One drawback to this method is that after a few minutes of dictating, the app will automatically stop allowing input and will then transcribe your recent block of speech into text. While some might find this interruption to be distracting, it didn’t phase me at all. I simply waited a moment, then continued on with my dictation.
Now some will no doubt raise issues of security or waiver of attorney client privilege as a barrier to using this method of dictation. This is because your iPhone sends your recorded speech to Apple’s servers in order to process it and convert it to text. Apple also may retain the data in order to allow their program to “learn” from the speech input provided.
Whether the data sent to and retained by Apple will be deemed to be a violation of ethics obligations remains to be seen since, to my knowledge, no ethics decisions have been issued that are on point.
Nevertheless, I believe that based on prior ethics rulings, using Siri for speech-to-text dictation is an acceptable practice.
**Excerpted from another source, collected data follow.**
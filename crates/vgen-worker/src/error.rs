//! Worker error types.

use thiserror::Error;

use vgen_media::MediaError;
use vgen_models::{JobState, ModelError, Stage};
use vgen_providers::ProviderError;

pub type WorkerResult<T> = Result<T, WorkerError>;

#[derive(Debug, Error)]
pub enum WorkerError {
    #[error("Invalid input: {0}")]
    InvalidInput(String),

    #[error("Not found: {0}")]
    NotFound(String),

    #[error("Conflict: {0}")]
    Conflict(String),

    /// A caller of an internal API broke a precondition.
    #[error("Invariant violated: {0}")]
    Invariant(String),

    #[error("{stage} stage failed: {message}")]
    StageFailed { stage: Stage, message: String },

    #[error("Job is already {0}")]
    AlreadyFinal(JobState),

    #[error("Operation cancelled")]
    Cancelled,

    #[error("Configuration error: {0}")]
    ConfigError(String),

    #[error("Provider error: {0}")]
    Provider(ProviderError),

    #[error("Media error: {0}")]
    Media(MediaError),

    #[error("Queue error: {0}")]
    Queue(#[from] vgen_queue::QueueError),

    #[error("Model error: {0}")]
    Model(#[from] ModelError),

    #[error("IO error: {0}")]
    Io(#[from] std::io::Error),
}

impl WorkerError {
    pub fn invalid_input(msg: impl Into<String>) -> Self {
        Self::InvalidInput(msg.into())
    }

    pub fn not_found(msg: impl Into<String>) -> Self {
        Self::NotFound(msg.into())
    }

    pub fn conflict(msg: impl Into<String>) -> Self {
        Self::Conflict(msg.into())
    }

    pub fn invariant(msg: impl Into<String>) -> Self {
        Self::Invariant(msg.into())
    }

    pub fn stage_failed(stage: Stage, msg: impl Into<String>) -> Self {
        Self::StageFailed {
            stage,
            message: msg.into(),
        }
    }

    pub fn config_error(msg: impl Into<String>) -> Self {
        Self::ConfigError(msg.into())
    }

    /// Cancellation is a terminal outcome, not a failure.
    pub fn is_cancelled(&self) -> bool {
        matches!(self, WorkerError::Cancelled)
    }

    pub fn is_not_found(&self) -> bool {
        matches!(self, WorkerError::NotFound(_))
    }

    /// Check if error is retryable by requeueing the whole request.
    pub fn is_retryable(&self) -> bool {
        match self {
            WorkerError::Provider(e) => e.is_transient(),
            WorkerError::Queue(_) | WorkerError::Io(_) => true,
            _ => false,
        }
    }
}

impl From<ProviderError> for WorkerError {
    fn from(err: ProviderError) -> Self {
        match err {
            ProviderError::Cancelled => WorkerError::Cancelled,
            ProviderError::InvalidInput(msg) => WorkerError::InvalidInput(msg),
            other => WorkerError::Provider(other),
        }
    }
}

impl From<MediaError> for WorkerError {
    fn from(err: MediaError) -> Self {
        match err {
            MediaError::Cancelled => WorkerError::Cancelled,
            MediaError::InvalidInput(msg) => WorkerError::InvalidInput(msg),
            other => WorkerError::Media(other),
        }
    }
}

#[cfg(test)]
mod tests {
    use super::*;

    #[test]
    fn test_cancellation_is_not_wrapped() {
        assert!(WorkerError::from(ProviderError::Cancelled).is_cancelled());
        assert!(WorkerError::from(MediaError::Cancelled).is_cancelled());
        assert!(!WorkerError::invalid_input("bad").is_cancelled());
    }

    #[test]
    fn test_invalid_input_is_flattened() {
        let err = WorkerError::from(ProviderError::invalid_input("empty brief"));
        assert!(matches!(err, WorkerError::InvalidInput(ref m) if m == "empty brief"));
        assert!(!err.is_retryable());
    }

    #[test]
    fn test_stage_failure_message() {
        let err = WorkerError::stage_failed(Stage::Voice, "piper exited with status 1");
        assert_eq!(err.to_string(), "voice stage failed: piper exited with status 1");
    }
}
First, I would argue that Apple’s servers are analogous to the third party servers through which emails between lawyers and clients travel, and the use of email between lawyers and clients to discuss confidential information was given the green light by ethics committees as far back as the late 1990s. (See, ABA Formal Opinion No. 99-413).
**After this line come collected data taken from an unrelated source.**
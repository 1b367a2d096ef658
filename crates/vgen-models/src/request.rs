//! Generation request submitted by callers.

use schemars::JsonSchema;
use serde::{Deserialize, Serialize};
use validator::Validate;

use crate::error::{ModelError, ModelResult};
use crate::provider::ProviderProfile;

/// Minimum target duration in seconds.
pub const MIN_DURATION_SECS: u32 = 5;
/// Maximum target duration in seconds.
pub const MAX_DURATION_SECS: u32 = 1800;

/// A request to generate one video.
#[derive(Debug, Clone, PartialEq, Serialize, Deserialize, JsonSchema, Validate)]
pub struct GenerationRequest {
    /// Topic or brief the script is written from
    #[validate(length(min = 3, max = 4000))]
    pub brief: String,

    /// Target video duration in seconds
    #[validate(range(min = 5, max = 1800))]
    pub target_duration_secs: u32,

    /// Provider ordering preference
    #[serde(default)]
    pub profile: ProviderProfile,

    /// Caller-supplied correlation id; generated when absent
    #[serde(default, skip_serializing_if = "Option::is_none")]
    #[validate(length(min = 1, max = 128))]
    pub correlation_id: Option<String>,
}

impl GenerationRequest {
    pub fn new(brief: impl Into<String>, target_duration_secs: u32) -> Self {
        Self {
            brief: brief.into(),
            target_duration_secs,
            profile: ProviderProfile::default(),
            correlation_id: None,
        }
    }

    pub fn with_profile(mut self, profile: ProviderProfile) -> Self {
        self.profile = profile;
        self
    }

    pub fn with_correlation_id(mut self, correlation_id: impl Into<String>) -> Self {
        self.correlation_id = Some(correlation_id.into());
        self
    }

    /// Validate the request, flattening field errors into one message.
    pub fn ensure_valid(&self) -> ModelResult<()> {
        if self.brief.trim().is_empty() {
            return Err(ModelError::validation("brief: must not be blank"));
        }
        self.validate().map_err(|errors| {
            let mut fields: Vec<String> = errors
                .field_errors()
                .iter()
                .map(|(field, errs)| {
                    let codes: Vec<&str> = errs.iter().map(|e| e.code.as_ref()).collect();
                    format!("{}: {}", field, codes.join(","))
                })
                .collect();
            fields.sort();
            ModelError::validation(fields.join("; "))
        })
    }
}

#[cfg(test)]
mod tests {
    use super::*;

    #[test]
    fn test_valid_request() {
        let req = GenerationRequest::new("How volcanoes form", 60);
        assert!(req.ensure_valid().is_ok());
    }

    #[test]
    fn test_duration_out_of_range() {
        let req = GenerationRequest::new("How volcanoes form", 2);
        let err = req.ensure_valid().unwrap_err();
        assert!(err.to_string().contains("target_duration_secs"));

        let req = GenerationRequest::new("How volcanoes form", MAX_DURATION_SECS + 1);
        assert!(req.ensure_valid().is_err());
        assert_eq!(MIN_DURATION_SECS, 5);
    }

    #[test]
    fn test_blank_brief() {
        let req = GenerationRequest::new("     ", 30);
        assert!(req.ensure_valid().is_err());
    }

    #[test]
    fn test_profile_defaults_when_missing() {
        let req: GenerationRequest =
            serde_json::from_str(r#"{"brief":"Tides","target_duration_secs":30}"#).unwrap();
        assert_eq!(req.profile, ProviderProfile::OfflinePreferred);
        assert!(req.correlation_id.is_none());
    }
}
Second, I would suggest that the processing of speech by Apple’s servers is akin to Gmail’s servers scanning your emails to deliver up relevant ads. The New York State Bar Association gave this practice its blessing in 2008 when it concluded that it was ethically permissible since the contents of emails were being processed by a machine, not a person, for the limited purpose of serving up relevant content. (New York State Bar Association’s Committee on Professional Ethics Opinion 820-2/08/08).
So, the bottom line is that I believe that the use of Siri by lawyers for dictation purposes is both ethical and worthwhile. And, in my experience, it is incredibly easy to use, is very cost effective, and offers a much quicker turn around (ie. nearly immediate) than using the services of a legal assistant, virtual or otherwise.